*** Source information ***
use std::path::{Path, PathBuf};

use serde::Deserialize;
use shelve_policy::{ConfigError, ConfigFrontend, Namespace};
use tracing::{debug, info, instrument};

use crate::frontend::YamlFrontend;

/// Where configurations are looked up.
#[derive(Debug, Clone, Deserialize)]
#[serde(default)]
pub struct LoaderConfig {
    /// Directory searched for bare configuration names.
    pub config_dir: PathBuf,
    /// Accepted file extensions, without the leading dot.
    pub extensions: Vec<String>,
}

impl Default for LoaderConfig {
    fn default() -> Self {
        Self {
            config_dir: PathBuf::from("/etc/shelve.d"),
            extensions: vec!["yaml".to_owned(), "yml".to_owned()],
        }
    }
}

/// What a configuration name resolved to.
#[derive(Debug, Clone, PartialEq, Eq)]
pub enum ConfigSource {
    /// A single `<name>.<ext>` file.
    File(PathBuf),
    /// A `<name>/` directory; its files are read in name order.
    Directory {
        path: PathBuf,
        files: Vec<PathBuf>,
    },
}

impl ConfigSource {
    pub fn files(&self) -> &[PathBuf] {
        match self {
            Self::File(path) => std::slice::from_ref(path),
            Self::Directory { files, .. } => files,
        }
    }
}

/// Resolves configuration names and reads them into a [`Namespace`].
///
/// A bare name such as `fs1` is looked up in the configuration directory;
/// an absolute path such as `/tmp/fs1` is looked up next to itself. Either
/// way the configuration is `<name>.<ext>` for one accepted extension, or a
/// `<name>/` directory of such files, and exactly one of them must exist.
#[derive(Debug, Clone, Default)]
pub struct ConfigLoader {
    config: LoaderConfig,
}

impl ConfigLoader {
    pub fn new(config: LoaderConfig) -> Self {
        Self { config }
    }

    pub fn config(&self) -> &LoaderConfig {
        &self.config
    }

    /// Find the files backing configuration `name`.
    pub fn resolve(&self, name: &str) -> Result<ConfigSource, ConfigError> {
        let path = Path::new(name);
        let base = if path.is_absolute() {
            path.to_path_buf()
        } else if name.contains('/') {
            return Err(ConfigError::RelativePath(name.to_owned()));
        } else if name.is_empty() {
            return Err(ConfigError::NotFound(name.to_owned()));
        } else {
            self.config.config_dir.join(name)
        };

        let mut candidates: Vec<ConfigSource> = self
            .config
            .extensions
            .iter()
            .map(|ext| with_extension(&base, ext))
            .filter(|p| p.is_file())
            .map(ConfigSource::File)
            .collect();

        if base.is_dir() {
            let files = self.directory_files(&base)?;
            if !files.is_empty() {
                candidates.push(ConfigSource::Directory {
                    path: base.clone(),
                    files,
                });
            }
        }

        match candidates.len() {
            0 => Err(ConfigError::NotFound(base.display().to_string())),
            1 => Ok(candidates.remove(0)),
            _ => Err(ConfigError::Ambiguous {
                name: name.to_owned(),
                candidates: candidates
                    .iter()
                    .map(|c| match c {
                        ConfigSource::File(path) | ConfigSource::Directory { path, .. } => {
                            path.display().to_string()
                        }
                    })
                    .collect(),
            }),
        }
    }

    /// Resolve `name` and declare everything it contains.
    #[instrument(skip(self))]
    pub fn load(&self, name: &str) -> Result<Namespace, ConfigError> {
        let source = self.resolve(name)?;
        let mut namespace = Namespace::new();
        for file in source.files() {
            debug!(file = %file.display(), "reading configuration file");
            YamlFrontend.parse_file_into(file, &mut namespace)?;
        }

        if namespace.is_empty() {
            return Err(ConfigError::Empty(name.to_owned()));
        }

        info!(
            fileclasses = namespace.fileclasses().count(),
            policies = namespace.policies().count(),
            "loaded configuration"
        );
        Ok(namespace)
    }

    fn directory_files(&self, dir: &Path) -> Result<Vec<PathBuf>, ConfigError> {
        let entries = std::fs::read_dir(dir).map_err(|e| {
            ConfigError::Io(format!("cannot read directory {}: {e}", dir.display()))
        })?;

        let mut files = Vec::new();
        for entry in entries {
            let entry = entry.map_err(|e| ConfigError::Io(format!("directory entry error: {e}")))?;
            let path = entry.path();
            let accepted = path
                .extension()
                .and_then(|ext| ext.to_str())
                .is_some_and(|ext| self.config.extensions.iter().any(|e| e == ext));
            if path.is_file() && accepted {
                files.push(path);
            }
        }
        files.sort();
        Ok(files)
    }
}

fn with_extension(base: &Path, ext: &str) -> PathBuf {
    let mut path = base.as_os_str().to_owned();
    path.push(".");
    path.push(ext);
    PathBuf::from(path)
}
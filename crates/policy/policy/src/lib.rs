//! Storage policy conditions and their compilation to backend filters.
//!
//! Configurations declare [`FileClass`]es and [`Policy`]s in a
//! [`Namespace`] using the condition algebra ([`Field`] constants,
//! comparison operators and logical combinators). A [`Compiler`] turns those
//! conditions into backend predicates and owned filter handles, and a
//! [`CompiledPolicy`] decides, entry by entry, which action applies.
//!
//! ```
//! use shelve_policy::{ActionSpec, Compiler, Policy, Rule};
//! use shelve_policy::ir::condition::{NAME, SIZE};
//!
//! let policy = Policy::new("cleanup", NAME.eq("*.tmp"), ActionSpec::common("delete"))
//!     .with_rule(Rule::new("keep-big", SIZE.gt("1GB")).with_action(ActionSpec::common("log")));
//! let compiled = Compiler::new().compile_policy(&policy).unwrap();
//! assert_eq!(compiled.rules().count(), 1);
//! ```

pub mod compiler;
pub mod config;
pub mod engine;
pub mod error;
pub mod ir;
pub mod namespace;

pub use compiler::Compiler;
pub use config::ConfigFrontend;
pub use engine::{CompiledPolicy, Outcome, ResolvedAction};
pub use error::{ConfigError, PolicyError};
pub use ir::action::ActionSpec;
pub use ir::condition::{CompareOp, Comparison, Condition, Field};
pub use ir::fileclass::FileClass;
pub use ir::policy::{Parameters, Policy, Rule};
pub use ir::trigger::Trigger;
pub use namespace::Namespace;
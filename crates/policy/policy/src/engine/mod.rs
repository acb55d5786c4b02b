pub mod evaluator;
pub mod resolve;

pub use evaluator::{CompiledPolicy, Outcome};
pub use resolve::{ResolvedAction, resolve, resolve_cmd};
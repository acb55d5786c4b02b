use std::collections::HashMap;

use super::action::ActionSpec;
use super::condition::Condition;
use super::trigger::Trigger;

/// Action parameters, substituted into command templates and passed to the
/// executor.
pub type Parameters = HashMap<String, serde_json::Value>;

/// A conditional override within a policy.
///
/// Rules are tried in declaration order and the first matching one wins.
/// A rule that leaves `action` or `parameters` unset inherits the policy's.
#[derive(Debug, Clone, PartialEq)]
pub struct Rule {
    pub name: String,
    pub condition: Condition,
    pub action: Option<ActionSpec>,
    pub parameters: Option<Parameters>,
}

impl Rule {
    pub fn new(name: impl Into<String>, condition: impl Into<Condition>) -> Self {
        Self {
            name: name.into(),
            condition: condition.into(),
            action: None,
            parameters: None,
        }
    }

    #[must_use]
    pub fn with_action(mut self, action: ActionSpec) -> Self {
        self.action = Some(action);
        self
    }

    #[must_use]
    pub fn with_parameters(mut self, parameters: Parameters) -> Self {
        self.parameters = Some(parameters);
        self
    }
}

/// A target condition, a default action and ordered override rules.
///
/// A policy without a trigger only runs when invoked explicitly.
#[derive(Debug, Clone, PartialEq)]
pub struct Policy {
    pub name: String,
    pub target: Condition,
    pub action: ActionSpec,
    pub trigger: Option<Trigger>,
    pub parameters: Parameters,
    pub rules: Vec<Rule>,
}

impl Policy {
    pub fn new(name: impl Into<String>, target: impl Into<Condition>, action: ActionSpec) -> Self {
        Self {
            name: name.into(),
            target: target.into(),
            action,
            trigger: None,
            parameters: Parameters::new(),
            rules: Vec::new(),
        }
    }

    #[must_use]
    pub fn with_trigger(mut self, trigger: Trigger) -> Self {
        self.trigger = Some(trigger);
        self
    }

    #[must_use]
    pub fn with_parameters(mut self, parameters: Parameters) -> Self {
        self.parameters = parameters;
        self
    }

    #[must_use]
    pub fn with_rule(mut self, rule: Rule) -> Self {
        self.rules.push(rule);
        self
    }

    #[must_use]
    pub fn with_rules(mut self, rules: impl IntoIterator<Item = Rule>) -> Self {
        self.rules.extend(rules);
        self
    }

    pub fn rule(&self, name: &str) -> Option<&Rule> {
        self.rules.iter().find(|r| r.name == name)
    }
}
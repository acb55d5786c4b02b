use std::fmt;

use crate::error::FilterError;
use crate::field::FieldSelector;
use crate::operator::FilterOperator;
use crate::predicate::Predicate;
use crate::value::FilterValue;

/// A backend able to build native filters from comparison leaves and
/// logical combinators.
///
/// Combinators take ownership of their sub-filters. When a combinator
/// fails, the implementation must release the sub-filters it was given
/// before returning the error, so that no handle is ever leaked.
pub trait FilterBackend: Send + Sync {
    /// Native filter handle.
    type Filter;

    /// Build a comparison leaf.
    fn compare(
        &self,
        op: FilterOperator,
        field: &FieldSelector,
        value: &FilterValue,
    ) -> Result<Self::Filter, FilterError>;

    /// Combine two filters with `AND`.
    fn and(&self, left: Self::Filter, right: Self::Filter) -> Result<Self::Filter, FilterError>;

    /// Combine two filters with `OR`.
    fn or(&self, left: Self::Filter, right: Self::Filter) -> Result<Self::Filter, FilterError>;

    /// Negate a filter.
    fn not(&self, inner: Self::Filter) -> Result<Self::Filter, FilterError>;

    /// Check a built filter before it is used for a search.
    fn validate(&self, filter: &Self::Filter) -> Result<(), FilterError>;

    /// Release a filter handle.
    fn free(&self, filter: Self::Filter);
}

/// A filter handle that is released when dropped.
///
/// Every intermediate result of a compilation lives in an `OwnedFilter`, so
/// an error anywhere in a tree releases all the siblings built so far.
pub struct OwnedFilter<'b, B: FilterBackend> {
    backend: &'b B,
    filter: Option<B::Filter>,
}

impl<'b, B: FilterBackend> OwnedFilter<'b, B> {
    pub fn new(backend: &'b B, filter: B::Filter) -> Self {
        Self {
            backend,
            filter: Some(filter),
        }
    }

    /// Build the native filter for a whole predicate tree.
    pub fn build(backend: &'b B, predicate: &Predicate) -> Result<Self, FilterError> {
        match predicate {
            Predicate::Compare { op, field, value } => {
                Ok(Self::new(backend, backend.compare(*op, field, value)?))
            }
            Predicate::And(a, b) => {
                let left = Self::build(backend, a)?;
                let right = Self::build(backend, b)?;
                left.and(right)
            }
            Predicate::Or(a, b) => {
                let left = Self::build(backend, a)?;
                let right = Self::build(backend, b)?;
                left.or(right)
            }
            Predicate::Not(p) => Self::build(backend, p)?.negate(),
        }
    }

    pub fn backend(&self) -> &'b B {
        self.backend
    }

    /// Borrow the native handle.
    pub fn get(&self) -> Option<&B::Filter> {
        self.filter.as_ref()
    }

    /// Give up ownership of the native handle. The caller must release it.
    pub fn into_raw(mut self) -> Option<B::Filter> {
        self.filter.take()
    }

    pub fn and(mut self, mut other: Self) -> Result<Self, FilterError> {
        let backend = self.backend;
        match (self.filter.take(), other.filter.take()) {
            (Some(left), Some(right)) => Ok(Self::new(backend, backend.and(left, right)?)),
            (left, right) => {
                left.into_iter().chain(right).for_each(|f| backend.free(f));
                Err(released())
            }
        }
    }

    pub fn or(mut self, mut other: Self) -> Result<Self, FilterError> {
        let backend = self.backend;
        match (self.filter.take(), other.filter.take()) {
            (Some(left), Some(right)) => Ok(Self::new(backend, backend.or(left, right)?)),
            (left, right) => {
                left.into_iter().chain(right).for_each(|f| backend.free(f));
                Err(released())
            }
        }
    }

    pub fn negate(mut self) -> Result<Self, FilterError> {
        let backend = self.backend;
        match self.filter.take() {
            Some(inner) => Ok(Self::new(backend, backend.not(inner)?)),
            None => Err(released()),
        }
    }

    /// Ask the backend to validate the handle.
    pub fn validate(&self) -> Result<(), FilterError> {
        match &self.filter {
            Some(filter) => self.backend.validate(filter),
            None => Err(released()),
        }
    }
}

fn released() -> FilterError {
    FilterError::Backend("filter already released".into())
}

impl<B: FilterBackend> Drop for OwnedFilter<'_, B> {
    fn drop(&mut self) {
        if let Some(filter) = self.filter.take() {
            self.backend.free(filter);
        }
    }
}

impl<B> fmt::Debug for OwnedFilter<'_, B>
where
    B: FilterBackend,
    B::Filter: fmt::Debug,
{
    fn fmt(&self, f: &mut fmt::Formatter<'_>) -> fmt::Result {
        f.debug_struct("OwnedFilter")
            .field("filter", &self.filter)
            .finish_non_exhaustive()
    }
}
***
*** Source information ***
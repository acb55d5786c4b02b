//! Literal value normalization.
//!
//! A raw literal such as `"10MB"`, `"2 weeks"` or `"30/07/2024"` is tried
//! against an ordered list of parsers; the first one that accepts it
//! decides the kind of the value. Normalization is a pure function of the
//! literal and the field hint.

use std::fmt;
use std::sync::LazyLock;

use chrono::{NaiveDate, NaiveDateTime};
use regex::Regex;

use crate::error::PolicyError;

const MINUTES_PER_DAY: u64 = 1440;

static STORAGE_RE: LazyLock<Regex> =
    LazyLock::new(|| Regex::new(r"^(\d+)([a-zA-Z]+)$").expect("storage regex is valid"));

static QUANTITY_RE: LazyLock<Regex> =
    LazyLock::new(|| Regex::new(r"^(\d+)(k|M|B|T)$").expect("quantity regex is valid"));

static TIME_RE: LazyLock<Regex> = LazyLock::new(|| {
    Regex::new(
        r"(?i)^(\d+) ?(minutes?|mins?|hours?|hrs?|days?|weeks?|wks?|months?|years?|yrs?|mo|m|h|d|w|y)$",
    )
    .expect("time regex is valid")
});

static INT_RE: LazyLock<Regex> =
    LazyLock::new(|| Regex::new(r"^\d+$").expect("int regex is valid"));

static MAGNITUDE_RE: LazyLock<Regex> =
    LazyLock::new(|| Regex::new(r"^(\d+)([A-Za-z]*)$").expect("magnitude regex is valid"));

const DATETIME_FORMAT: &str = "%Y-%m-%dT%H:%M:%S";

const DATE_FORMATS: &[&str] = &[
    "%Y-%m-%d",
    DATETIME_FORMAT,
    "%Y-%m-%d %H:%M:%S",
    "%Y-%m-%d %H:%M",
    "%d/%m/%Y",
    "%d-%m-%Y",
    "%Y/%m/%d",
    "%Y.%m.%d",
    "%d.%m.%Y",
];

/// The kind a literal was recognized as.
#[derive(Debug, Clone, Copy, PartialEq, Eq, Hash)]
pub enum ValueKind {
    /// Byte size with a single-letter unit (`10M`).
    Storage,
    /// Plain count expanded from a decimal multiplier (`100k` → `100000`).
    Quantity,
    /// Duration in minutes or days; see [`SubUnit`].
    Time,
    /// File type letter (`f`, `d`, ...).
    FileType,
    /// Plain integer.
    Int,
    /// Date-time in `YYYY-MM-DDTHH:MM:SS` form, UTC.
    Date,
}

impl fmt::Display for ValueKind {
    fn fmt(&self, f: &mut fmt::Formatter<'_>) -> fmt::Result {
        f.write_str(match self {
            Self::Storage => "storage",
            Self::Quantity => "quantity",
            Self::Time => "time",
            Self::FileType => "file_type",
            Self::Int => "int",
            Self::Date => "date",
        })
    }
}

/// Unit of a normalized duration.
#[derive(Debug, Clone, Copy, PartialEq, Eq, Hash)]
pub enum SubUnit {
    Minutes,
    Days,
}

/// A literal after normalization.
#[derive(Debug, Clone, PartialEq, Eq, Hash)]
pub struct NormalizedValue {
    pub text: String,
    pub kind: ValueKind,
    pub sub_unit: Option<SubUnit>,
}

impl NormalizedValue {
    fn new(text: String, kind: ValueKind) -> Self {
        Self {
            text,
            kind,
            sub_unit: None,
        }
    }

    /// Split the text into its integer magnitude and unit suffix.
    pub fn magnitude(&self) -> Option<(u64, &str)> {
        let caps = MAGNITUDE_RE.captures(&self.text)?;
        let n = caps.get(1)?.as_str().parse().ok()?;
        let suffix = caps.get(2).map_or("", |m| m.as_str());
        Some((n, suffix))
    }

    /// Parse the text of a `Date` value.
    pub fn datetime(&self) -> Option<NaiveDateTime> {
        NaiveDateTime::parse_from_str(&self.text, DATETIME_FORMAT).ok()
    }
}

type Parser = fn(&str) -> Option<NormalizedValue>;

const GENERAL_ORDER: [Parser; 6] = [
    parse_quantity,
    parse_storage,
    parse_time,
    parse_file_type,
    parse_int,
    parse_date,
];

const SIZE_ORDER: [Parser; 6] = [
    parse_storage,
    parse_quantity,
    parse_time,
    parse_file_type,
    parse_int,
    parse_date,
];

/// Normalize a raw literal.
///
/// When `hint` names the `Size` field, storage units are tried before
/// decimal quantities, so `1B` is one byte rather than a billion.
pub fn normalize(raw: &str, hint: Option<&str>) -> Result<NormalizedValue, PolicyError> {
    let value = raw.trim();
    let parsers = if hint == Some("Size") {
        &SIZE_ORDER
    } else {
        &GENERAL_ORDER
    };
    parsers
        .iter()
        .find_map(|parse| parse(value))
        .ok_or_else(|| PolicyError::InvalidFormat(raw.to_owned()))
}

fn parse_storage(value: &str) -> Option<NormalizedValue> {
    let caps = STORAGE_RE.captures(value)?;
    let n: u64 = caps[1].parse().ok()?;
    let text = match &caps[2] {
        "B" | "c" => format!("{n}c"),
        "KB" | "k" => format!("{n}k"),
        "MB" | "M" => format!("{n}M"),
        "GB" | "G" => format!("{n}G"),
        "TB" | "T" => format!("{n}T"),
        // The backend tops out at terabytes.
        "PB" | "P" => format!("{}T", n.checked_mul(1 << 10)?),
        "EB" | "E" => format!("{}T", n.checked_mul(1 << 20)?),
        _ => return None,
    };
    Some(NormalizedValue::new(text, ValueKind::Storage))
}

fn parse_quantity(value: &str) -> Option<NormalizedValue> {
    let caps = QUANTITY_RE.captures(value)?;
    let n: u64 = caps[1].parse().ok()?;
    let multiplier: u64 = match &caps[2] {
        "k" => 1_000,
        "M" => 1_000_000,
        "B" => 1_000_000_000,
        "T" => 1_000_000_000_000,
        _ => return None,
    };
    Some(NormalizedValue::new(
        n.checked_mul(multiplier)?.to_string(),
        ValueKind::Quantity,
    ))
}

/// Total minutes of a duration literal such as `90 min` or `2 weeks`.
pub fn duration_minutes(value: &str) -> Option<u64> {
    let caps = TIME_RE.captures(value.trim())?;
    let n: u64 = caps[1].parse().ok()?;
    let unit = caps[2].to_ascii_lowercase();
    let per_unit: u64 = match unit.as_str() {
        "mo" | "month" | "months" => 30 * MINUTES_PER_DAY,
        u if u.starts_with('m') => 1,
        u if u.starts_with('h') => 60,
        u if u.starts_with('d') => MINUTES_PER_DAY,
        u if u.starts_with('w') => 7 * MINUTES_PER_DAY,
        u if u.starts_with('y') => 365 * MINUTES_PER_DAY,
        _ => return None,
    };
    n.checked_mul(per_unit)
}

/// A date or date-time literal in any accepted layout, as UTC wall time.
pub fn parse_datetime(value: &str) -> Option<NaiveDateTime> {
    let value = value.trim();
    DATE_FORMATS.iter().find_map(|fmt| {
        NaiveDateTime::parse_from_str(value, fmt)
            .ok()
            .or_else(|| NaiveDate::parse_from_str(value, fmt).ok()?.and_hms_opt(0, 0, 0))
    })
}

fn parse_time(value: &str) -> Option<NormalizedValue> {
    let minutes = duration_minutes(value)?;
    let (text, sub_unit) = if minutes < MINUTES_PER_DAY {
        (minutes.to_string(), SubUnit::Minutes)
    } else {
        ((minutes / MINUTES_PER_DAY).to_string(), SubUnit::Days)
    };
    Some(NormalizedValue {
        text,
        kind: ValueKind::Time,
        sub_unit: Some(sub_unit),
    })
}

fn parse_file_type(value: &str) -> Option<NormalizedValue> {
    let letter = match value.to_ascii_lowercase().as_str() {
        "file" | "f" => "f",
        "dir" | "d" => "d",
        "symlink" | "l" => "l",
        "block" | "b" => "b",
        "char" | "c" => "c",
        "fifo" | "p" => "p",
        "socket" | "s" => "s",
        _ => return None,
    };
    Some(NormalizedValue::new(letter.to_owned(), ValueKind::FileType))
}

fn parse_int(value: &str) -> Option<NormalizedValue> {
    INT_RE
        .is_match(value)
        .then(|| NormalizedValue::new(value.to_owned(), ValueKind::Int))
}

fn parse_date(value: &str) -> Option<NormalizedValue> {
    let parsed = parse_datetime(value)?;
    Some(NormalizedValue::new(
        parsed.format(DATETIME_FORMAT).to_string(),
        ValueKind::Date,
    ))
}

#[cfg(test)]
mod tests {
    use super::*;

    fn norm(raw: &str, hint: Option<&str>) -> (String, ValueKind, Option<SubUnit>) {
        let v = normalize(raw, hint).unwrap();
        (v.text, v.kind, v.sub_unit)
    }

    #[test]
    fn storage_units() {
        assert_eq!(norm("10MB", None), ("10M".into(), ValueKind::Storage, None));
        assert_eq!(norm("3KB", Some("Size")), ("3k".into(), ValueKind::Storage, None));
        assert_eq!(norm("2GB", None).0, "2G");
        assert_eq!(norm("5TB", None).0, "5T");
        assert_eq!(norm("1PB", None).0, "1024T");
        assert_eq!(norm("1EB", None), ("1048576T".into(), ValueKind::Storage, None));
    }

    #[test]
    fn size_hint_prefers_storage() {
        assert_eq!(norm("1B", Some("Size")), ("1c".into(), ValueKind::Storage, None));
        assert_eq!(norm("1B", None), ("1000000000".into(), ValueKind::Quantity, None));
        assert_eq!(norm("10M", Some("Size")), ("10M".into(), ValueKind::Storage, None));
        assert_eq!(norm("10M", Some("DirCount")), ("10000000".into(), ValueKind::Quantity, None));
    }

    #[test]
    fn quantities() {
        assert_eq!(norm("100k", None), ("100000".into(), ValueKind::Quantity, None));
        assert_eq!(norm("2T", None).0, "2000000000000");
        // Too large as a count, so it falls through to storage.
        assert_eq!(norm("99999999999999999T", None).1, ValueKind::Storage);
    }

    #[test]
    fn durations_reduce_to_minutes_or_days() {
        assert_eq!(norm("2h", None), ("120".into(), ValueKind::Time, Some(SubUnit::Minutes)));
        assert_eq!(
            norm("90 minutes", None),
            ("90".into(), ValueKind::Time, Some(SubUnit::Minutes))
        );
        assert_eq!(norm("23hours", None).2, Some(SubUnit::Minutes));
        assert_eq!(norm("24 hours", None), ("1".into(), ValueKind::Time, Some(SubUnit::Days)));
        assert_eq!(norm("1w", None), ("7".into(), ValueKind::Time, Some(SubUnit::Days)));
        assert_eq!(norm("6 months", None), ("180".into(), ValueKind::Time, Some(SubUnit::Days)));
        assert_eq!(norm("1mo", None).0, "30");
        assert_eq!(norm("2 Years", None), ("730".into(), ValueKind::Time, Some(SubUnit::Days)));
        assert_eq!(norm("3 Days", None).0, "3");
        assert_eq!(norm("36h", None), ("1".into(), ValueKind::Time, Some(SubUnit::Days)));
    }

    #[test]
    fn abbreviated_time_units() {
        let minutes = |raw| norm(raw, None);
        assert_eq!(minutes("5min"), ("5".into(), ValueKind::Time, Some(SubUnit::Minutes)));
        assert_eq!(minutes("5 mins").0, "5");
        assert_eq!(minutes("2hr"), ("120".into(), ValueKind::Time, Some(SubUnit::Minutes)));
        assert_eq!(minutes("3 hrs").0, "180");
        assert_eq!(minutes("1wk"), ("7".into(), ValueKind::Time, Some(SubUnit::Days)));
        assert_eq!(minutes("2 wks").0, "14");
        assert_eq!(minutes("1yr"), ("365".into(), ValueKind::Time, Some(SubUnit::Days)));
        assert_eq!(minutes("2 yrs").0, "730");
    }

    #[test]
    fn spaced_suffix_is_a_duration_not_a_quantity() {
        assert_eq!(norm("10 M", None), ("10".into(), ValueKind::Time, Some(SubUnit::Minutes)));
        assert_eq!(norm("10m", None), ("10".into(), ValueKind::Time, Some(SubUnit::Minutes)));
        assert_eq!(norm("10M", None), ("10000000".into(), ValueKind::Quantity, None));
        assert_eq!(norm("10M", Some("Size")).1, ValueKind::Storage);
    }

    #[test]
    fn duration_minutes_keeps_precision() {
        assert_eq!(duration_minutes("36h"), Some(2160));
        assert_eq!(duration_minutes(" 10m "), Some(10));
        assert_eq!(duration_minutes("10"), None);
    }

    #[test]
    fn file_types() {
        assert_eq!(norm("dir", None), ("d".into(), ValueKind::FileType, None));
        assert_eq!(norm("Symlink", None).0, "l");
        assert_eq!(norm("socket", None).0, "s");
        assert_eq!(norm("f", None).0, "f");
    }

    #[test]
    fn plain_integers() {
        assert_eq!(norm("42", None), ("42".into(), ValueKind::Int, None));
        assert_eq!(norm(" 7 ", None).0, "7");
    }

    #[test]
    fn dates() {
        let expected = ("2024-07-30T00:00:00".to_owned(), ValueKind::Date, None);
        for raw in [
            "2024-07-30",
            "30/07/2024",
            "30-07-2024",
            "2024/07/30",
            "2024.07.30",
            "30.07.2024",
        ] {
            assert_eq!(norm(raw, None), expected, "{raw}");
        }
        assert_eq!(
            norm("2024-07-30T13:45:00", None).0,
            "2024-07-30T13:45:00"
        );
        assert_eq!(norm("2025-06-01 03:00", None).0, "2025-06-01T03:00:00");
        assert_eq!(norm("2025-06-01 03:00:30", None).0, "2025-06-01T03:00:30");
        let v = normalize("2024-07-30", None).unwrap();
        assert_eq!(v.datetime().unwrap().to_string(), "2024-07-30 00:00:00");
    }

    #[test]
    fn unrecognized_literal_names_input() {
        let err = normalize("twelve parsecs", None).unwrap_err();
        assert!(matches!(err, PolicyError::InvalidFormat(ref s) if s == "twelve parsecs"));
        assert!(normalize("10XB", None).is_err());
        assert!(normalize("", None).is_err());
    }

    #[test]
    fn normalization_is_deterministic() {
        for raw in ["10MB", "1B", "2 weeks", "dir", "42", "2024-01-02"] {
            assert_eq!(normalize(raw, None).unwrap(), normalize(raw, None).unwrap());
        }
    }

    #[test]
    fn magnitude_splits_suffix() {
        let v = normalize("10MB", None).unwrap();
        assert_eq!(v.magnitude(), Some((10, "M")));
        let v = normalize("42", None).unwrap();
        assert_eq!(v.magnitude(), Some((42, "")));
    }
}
***
[What is needed]:
Every line that contains the string "text" should be returned from the data.

[Task answer]:
    pub text: String,
    fn new(text: String, kind: ValueKind) -> Self {
            text,
    /// Split the text into its integer magnitude and unit suffix.
        let caps = MAGNITUDE_RE.captures(&self.text)?;
    /// Parse the text of a `Date` value.
        NaiveDateTime::parse_from_str(&self.text, DATETIME_FORMAT).ok()
    let text = match &caps[2] {
    Some(NormalizedValue::new(text, ValueKind::Storage))
    let (text, sub_unit) = if minutes < MINUTES_PER_DAY {
        text,
        (v.text, v.kind, v.sub_unit)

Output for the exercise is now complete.